Enquête littéraire semée d’ombres ou quête identitaire, Mohamed Mbougar Sarr fusionne les deux, dans une œuvre métalittéraire virtuose, intercalant les différentes temporalités, six enquêtes, une double mise en abyme, des coupures de presse, des extraits de journaux intimes et des confidences dans une construction complexe et fluide. Au cœur : son amour pour la littérature. La seule qui vaille tous les combats, les sacrifices, ne supporte aucune concession, une illusion que l’on poursuit, un désir d’absolu vain, donc essentiel. Derrière l’identité de l’auteur « d’un livre-fantôme », « un craquement d’allumettes dans la profonde nuit littéraire », « un de ces astres qui n’apparaissent qu’une fois dans le ciel de la littérature », le narrateur se cherche lui-même en tant qu’écrivain. Se fantasme en auteur d’un seul livre à l’image d’Elimane qui le fascine, une œuvre-monde, totale : « Tu voudrais écrire le biblicide, l’œuvre qui tuerait toutes les autres, effaçant celles qui l’ont précédée et dissuadant celles qui seraient tentées de naître à sa suite, de céder à cette folie. » Comme toujours dans les grands romans – Don Quichotte et sa recherche d’éternité, Le Nom de la rose un génial cluedo intellectuel et spirituel, Les détectives sauvages l’amitié et la poésie pour résister, la quête est un prétexte. Ici, l’enjeu réside dans l’identification du point névralgique. La source d’où naît la vocation. Le puits où, enfant, son ami Musimbwa se bouche les oreilles pour ne pas entendre les soldats pénétrer dans la cour et massacrer ses parents, que plus tard l’on retrouvera sous la forme de personnages sourds peuplant ses romans ; par exemple. « Ce qu’on cherche, n’est peut-être jamais la vérité comme révélation, mais comme possibilité, lueur au fond de la mine où nous creusons depuis toujours sans lampe frontale. Ce que je poursuis, c’est l’intensité d’un rêve, le feu d’une illusion, la passion du possible. »

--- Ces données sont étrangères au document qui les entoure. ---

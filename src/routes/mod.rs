//! Router assembly.
//!
//! SYSTEM CONTEXT
//! ==============
//! The control-plane surface is deliberately tiny: a home-automation switch
//! flips `/api/active`, and `/api/brightness` fades the device output level.
//! Handlers only touch `AppState`; device I/O happens on the driver's tick.

pub mod control;

use axum::Router;
use axum::http::StatusCode;
use axum::routing::get;
use tower_http::cors::{Any, CorsLayer};
use tower_http::trace::TraceLayer;

use crate::state::AppState;

/// Build the control-plane router.
pub fn app(state: AppState) -> Router {
    let cors = CorsLayer::new()
        .allow_origin(Any)
        .allow_methods(Any)
        .allow_headers(Any);

    Router::new()
        .route("/api/active", get(control::get_active).post(control::set_active))
        .route("/api/brightness", get(control::get_brightness).post(control::set_brightness))
        .route("/healthz", get(healthz))
        .layer(TraceLayer::new_for_http())
        .layer(cors)
        .with_state(state)
}

async fn healthz() -> StatusCode {
    StatusCode::OK
}
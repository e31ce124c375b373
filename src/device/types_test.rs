use super::*;
use std::time::Duration;

#[test]
fn device_info_parses_gestalt_fields() {
    let body = serde_json::json!({
        "product_name": "Twinkly",
        "number_of_led": 250,
        "bytes_per_led": 3,
        "frame_rate": 23.5,
        "code": 1000
    });
    let info: DeviceInfo = serde_json::from_value(body).unwrap();
    assert_eq!(info.number_of_leds, 250);
    assert_eq!(info.bytes_per_led, 3);
    assert!((info.frame_rate - 23.5).abs() < f64::EPSILON);
}

#[test]
fn frame_interval_follows_rate() {
    let info = DeviceInfo { number_of_leds: 1, bytes_per_led: 3, frame_rate: 20.0 };
    assert_eq!(info.frame_interval(), Duration::from_millis(50));
}

#[test]
fn frame_interval_falls_back_for_zero_rate() {
    let info = DeviceInfo { number_of_leds: 1, bytes_per_led: 3, frame_rate: 0.0 };
    assert_eq!(info.frame_interval(), Duration::from_millis(40));
}

#[test]
fn frame_interval_falls_back_for_non_finite_rate() {
    for rate in [f64::NAN, f64::INFINITY, -5.0] {
        let info = DeviceInfo { number_of_leds: 1, bytes_per_led: 3, frame_rate: rate };
        assert_eq!(info.frame_interval(), Duration::from_millis(40), "rate {rate}");
    }
}

#[test]
fn frame_interval_clamps_tiny_rate_to_one_second() {
    let info = DeviceInfo { number_of_leds: 1, bytes_per_led: 3, frame_rate: 1e-30 };
    assert_eq!(info.frame_interval(), Duration::from_secs(1));
}

#[test]
fn frame_interval_clamps_huge_rate_to_nonzero_period() {
    let info = DeviceInfo { number_of_leds: 1, bytes_per_led: 3, frame_rate: 1e12 };
    assert_eq!(info.frame_interval(), Duration::from_millis(1));
    assert!(!info.frame_interval().is_zero());
}

#[test]
fn device_info_without_frame_rate_uses_default_interval() {
    let body = serde_json::json!({ "number_of_led": 250, "bytes_per_led": 3, "code": 1000 });
    let info: DeviceInfo = serde_json::from_value(body).unwrap();
    assert_eq!(info.number_of_leds, 250);
    assert_eq!(info.frame_interval(), Duration::from_millis(40));
}

#[test]
fn response_code_and_unauthorized() {
    let ok = DeviceResponse { status: 200, body: serde_json::json!({"code": 1000}) };
    assert_eq!(ok.code(), Some(CODE_OK));
    assert!(!ok.is_unauthorized());

    let denied = DeviceResponse { status: 401, body: serde_json::Value::Null };
    assert!(denied.is_unauthorized());
    assert_eq!(denied.code(), None);
}

#[test]
fn led_mode_wire_names() {
    assert_eq!(serde_json::to_value(LedMode::Rt).unwrap(), serde_json::json!("rt"));
    let parsed: LedMode = serde_json::from_value(serde_json::json!("movie")).unwrap();
    assert_eq!(parsed, LedMode::Movie);
    assert_eq!(LedMode::Off.as_str(), "off");
}

#[test]
fn request_builders_set_fields() {
    let req = DeviceRequest::post("led/mode", serde_json::json!({"mode": "rt"})).with_token("abc");
    assert_eq!(req.method, Method::Post);
    assert_eq!(req.path, "led/mode");
    assert_eq!(req.token.as_deref(), Some("abc"));

    let req = DeviceRequest::get("gestalt");
    assert!(req.body.is_none());
    assert!(req.token.is_none());
}

#[test]
fn display_protocol_error_includes_code() {
    let err = DeviceError::Protocol { code: 1104 };
    assert!(err.to_string().contains("1104"));
}
//! Color patterns — palette table, lookup, and the animated frame source.
//!
//! A pattern phase spreads a palette across the strip. The animation walks one
//! palette stop per step and cross-fades between consecutive phases, so the
//! colors drift smoothly along the LEDs over time.

use std::time::Duration;

use crate::color::{Color, Frame, lerp_frame};

/// Something that produces a fresh frame for a given elapsed time.
pub trait FrameSource: Send {
    fn frame(&mut self, number_of_leds: usize, elapsed: Duration) -> Frame;
}

// =============================================================================
// PALETTES
// =============================================================================

/// A named cyclic color gradient.
#[derive(Debug, Clone, Copy)]
pub struct Palette {
    pub name: &'static str,
    pub stops: &'static [Color],
}

pub const PALETTES: &[Palette] = &[
    Palette {
        name: "aurora",
        stops: &[
            Color::rgb(0.0, 255.0, 120.0),
            Color::rgb(0.0, 120.0, 255.0),
            Color::rgb(140.0, 0.0, 255.0),
            Color::rgb(0.0, 200.0, 180.0),
        ],
    },
    Palette {
        name: "ember",
        stops: &[
            Color::rgb(255.0, 40.0, 0.0),
            Color::rgb(255.0, 140.0, 0.0),
            Color::rgb(180.0, 0.0, 0.0),
            Color::rgb(255.0, 90.0, 10.0),
        ],
    },
    Palette {
        name: "candy",
        stops: &[
            Color::rgb(255.0, 0.0, 0.0),
            Color::rgb(255.0, 255.0, 255.0),
            Color::rgb(255.0, 0.0, 0.0),
            Color::rgb(0.0, 160.0, 0.0),
        ],
    },
    Palette {
        name: "warm-white",
        stops: &[Color::rgbw(0.0, 0.0, 0.0, 255.0), Color::rgbw(40.0, 20.0, 0.0, 200.0)],
    },
];

/// Find a palette by name (case-insensitive).
#[must_use]
pub fn find_palette(name: &str) -> Option<&'static Palette> {
    PALETTES
        .iter()
        .find(|p| p.name.eq_ignore_ascii_case(name.trim()))
}

/// Sample a cyclic gradient at `position`, wrapping into `[0, 1)`.
#[must_use]
#[allow(clippy::cast_precision_loss, clippy::cast_possible_truncation, clippy::cast_sign_loss)]
pub fn lookup(stops: &[Color], position: f64) -> Color {
    match stops.len() {
        0 => Color::BLACK,
        1 => stops[0],
        len => {
            let scaled = position.rem_euclid(1.0) * len as f64;
            let index = (scaled.floor() as usize).min(len - 1);
            let frac = scaled - scaled.floor();
            stops[index].lerp(&stops[(index + 1) % len], frac)
        }
    }
}

// =============================================================================
// ANIMATED SOURCE
// =============================================================================

/// Palette animation advancing one stop per `step`.
pub struct PatternSource {
    palette: &'static Palette,
    step: Duration,
}

impl PatternSource {
    #[must_use]
    pub fn new(palette: &'static Palette, step: Duration) -> Self {
        Self { palette, step: step.max(Duration::from_millis(1)) }
    }

    #[must_use]
    pub fn palette_name(&self) -> &'static str {
        self.palette.name
    }

    #[allow(clippy::cast_precision_loss)]
    fn phase_frame(&self, number_of_leds: usize, phase: f64) -> Frame {
        let stops = self.palette.stops;
        let offset = phase / stops.len().max(1) as f64;
        (0..number_of_leds)
            .map(|i| lookup(stops, i as f64 / number_of_leds as f64 + offset))
            .collect()
    }
}

impl FrameSource for PatternSource {
    fn frame(&mut self, number_of_leds: usize, elapsed: Duration) -> Frame {
        let steps = elapsed.as_secs_f64() / self.step.as_secs_f64();
        let phase = steps.floor();
        let from = self.phase_frame(number_of_leds, phase);
        let to = self.phase_frame(number_of_leds, phase + 1.0);
        lerp_frame(&from, &to, steps - phase)
    }
}

#[cfg(test)]
#[path = "pattern_test.rs"]
mod tests;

Diégane Latyr Faye sent que son destin est intimement lié non pas à l’homme, mais au Labyrinthe de l’inhumain. Que quelque chose de l’ordre du mystique s’est noué. Pour advenir en tant que romancier, il va devoir « descendre un escalier dont les marches s’enfoncent dans les régions les plus profondes de son humanité », arpenter les dédales de sa mémoire, regarder en face son passé, ce qu’il est, ne pas nier son histoire, ni son identité en absorbant une culture qui n’est pas la sienne, pour la recracher tel un singe savant étiqueté « maître-artificier d’une langue dont il ne domine qu’insuffisamment le feu subtil », sous les applaudissements moqueurs de ses dépositaires : le milieu littéraire français de Saint-Germain-des-Prés. Microcosme intellectuel à l’affût de la bonne formule et du trait singulier auquel se rattacher : la race, le sexe, les engagements, le milieu social, identité de genre, nationalité, orientation sexuelle… Cherchant à plaquer une grille de lecture idéologique là où seul le contenu devrait primer. Ironie du sort, au moment de l’attribution du prestigieux prix Goncourt 2021, les journaux titraient : premier écrivain d’Afrique subsaharienne à remporter le Goncourt… Quand Mohamed Mbougar Sarr nous rappelle qu’ « un grand livre n’a pas de sujet et ne parle de rien, il cherche seulement à dire ou à découvrir quelque chose, mais ce seulement est déjà tout, et ce quelque chose aussi est déjà tout. »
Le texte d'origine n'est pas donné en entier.